Our Child of Two Worlds is a 2022 science fiction novel by English writer Stephen Cox, first published in the United Kingdom in March 2022 by Jo Fletcher Books. It is the second book in his Our Child duology, the first being his debut novel, Our Child of the Stars. In Our Child of Two Worlds, Molly and Gene Myers wait for their alien child's kin to come to Earth for him, dreading the thought of losing him, but wonder if his people may save the world.

==Critical reception==
In a review of Our Child of Two Worlds at GeekDad, Robin Brooks wrote that once again Cox examines what being a family means, along with all its ups and downs, and he "captures this turmoil perfectly". Brooks added that Cox also highlights the prevalence of bigotry in the world, and the resistance to accepting anyone who is different. Brooks called Our Child of Two Worlds "a wonderful conclusion to a very special duology of novels."

Sam Tyler wrote in SF Book Reviews that Our Child of Two Worlds is "a more uplifting form of dystopian science fiction". He stated that despite threats of an intergalactic war with a race of robots, there is hope for humanity, provided they can turn to "humility and co-operation". Tyler noted that, as with the previous book, Our Child of Two Worlds centres around family, and Cox has a gift for depicting families in a way that "feels genuine".

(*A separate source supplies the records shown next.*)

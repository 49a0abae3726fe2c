//! Zone Geometry
//!
//! Defines zone shapes and the containment test used by occupancy tracking.

use geo::{Contains, HaversineDistance, LineString, Point, Polygon};
use serde::{Deserialize, Serialize};

use crate::error::ConfigError;
use crate::sighting::{Position, Sighting};

/// Zone shape
#[derive(Debug, Clone, PartialEq, Serialize, Deserialize)]
#[serde(tag = "type", rename_all = "camelCase")]
pub enum ZoneShape {
    /// Closed polygon; the ring is closed implicitly
    #[serde(rename_all = "camelCase")]
    Polygon {
        /// Vertices in order (at least 3)
        vertices: Vec<Position>,
    },
    /// Circle around a center point
    #[serde(rename_all = "camelCase")]
    Circle {
        /// Center of the circle
        center: Position,
        /// Radius in meters (great-circle distance)
        radius_meters: f64,
    },
}

/// Shape converted into geometry ready for containment tests
#[derive(Debug, Clone)]
enum Region {
    Polygon(Polygon<f64>),
    Circle { center: Point<f64>, radius_meters: f64 },
}

impl Region {
    fn contains(&self, position: Position) -> bool {
        let point = position.to_point();
        match self {
            Region::Polygon(polygon) => polygon.contains(&point),
            Region::Circle {
                center,
                radius_meters,
            } => point.haversine_distance(center) <= *radius_meters,
        }
    }
}

/// A named geofenced region
#[derive(Debug, Clone)]
pub struct Zone {
    id: String,
    region: Region,
}

impl Zone {
    /// Create a zone, validating the shape
    pub fn new(id: impl Into<String>, shape: ZoneShape) -> Result<Self, ConfigError> {
        let id = id.into();
        let region = match &shape {
            ZoneShape::Polygon { vertices } => {
                if vertices.len() < 3 {
                    return Err(ConfigError::DegeneratePolygon {
                        id,
                        count: vertices.len(),
                    });
                }
                if let Some(bad) = vertices.iter().find(|v| !v.is_valid()) {
                    return Err(ConfigError::InvalidCoordinate {
                        id,
                        lat: bad.lat,
                        lon: bad.lon,
                    });
                }
                let ring: LineString<f64> =
                    vertices.iter().map(|v| (v.lon, v.lat)).collect::<Vec<_>>().into();
                Region::Polygon(Polygon::new(ring, vec![]))
            }
            ZoneShape::Circle {
                center,
                radius_meters,
            } => {
                if !center.is_valid() {
                    return Err(ConfigError::InvalidCoordinate {
                        id,
                        lat: center.lat,
                        lon: center.lon,
                    });
                }
                if !radius_meters.is_finite() || *radius_meters <= 0.0 {
                    return Err(ConfigError::InvalidRadius {
                        id,
                        radius: *radius_meters,
                    });
                }
                Region::Circle {
                    center: center.to_point(),
                    radius_meters: *radius_meters,
                }
            }
        };

        Ok(Zone { id, region })
    }

    /// Create a polygon zone
    pub fn polygon(id: impl Into<String>, vertices: Vec<Position>) -> Result<Self, ConfigError> {
        Self::new(id, ZoneShape::Polygon { vertices })
    }

    /// Create a circular zone
    pub fn circle(
        id: impl Into<String>,
        center: Position,
        radius_meters: f64,
    ) -> Result<Self, ConfigError> {
        Self::new(
            id,
            ZoneShape::Circle {
                center,
                radius_meters,
            },
        )
    }

    pub fn id(&self) -> &str {
        &self.id
    }

    /// Check if a position lies inside this zone
    pub fn location_in_zone(&self, position: Position) -> bool {
        self.region.contains(position)
    }

    /// Check if a sighting was made inside this zone
    pub fn contains(&self, sighting: &Sighting) -> bool {
        self.location_in_zone(sighting.position)
    }
}

#[cfg(test)]
mod tests {
    use super::*;

    fn square() -> Vec<Position> {
        vec![
            Position::new(0.0, 0.0),
            Position::new(0.0, 1.0),
            Position::new(1.0, 1.0),
            Position::new(1.0, 0.0),
        ]
    }

    #[test]
    fn test_polygon_zone_contains() {
        let zone = Zone::polygon("square", square()).unwrap();

        assert!(zone.location_in_zone(Position::new(0.5, 0.5)));
        assert!(zone.location_in_zone(Position::new(0.1, 0.9)));

        assert!(!zone.location_in_zone(Position::new(1.5, 0.5)));
        assert!(!zone.location_in_zone(Position::new(0.5, -0.1)));
    }

    #[test]
    fn test_polygon_zone_concave() {
        // L-shape, the notch at the top right is outside
        let zone = Zone::polygon(
            "ell",
            vec![
                Position::new(0.0, 0.0),
                Position::new(0.0, 2.0),
                Position::new(1.0, 2.0),
                Position::new(1.0, 1.0),
                Position::new(2.0, 1.0),
                Position::new(2.0, 0.0),
            ],
        )
        .unwrap();

        assert!(zone.location_in_zone(Position::new(1.5, 0.5)));
        assert!(zone.location_in_zone(Position::new(0.5, 1.5)));
        assert!(!zone.location_in_zone(Position::new(1.5, 1.5)));
    }

    #[test]
    fn test_circle_zone_contains() {
        let center = Position::new(47.665, -122.397);
        let zone = Zone::circle("circle", center, 100.0).unwrap();

        assert!(zone.location_in_zone(center));
        // ~55m north
        assert!(zone.location_in_zone(Position::new(47.6655, -122.397)));
        // ~222m north
        assert!(!zone.location_in_zone(Position::new(47.667, -122.397)));
    }

    #[test]
    fn test_degenerate_polygon_rejected() {
        let err = Zone::polygon(
            "line",
            vec![Position::new(0.0, 0.0), Position::new(1.0, 1.0)],
        )
        .unwrap_err();
        assert_eq!(
            err,
            ConfigError::DegeneratePolygon {
                id: "line".to_string(),
                count: 2
            }
        );
    }

    #[test]
    fn test_invalid_circle_rejected() {
        let center = Position::new(10.0, 10.0);
        assert!(matches!(
            Zone::circle("c", center, 0.0),
            Err(ConfigError::InvalidRadius { .. })
        ));
        assert!(matches!(
            Zone::circle("c", center, f64::NAN),
            Err(ConfigError::InvalidRadius { .. })
        ));
        assert!(matches!(
            Zone::circle("c", Position::new(95.0, 0.0), 10.0),
            Err(ConfigError::InvalidCoordinate { .. })
        ));
    }

    #[test]
    fn test_shape_json() {
        let json = r#"{"type":"circle","center":{"lat":1.0,"lon":2.0},"radiusMeters":50.0}"#;
        let shape: ZoneShape = serde_json::from_str(json).unwrap();
        assert_eq!(
            shape,
            ZoneShape::Circle {
                center: Position::new(1.0, 2.0),
                radius_meters: 50.0
            }
        );

        let json = r#"{"type":"polygon","vertices":[{"lat":0,"lon":0},{"lat":0,"lon":1},{"lat":1,"lon":1}]}"#;
        let shape: ZoneShape = serde_json::from_str(json).unwrap();
        assert!(matches!(shape, ZoneShape::Polygon { ref vertices } if vertices.len() == 3));
    }
}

Author and critic John Clute wrote in The Encyclopedia of Science Fiction, that the "family values" that "triump[ed]" in the first book continue to feature prominently in Our Child of Two Worlds. Suanne Schafer described Our Child of Two Worlds as "a gem of a book". In a review of the novel, she stated that it is "a portrait of humanity with its light and its darkness and explores what it means for humans to be in touch with aliens and upends ... human-centered expectations."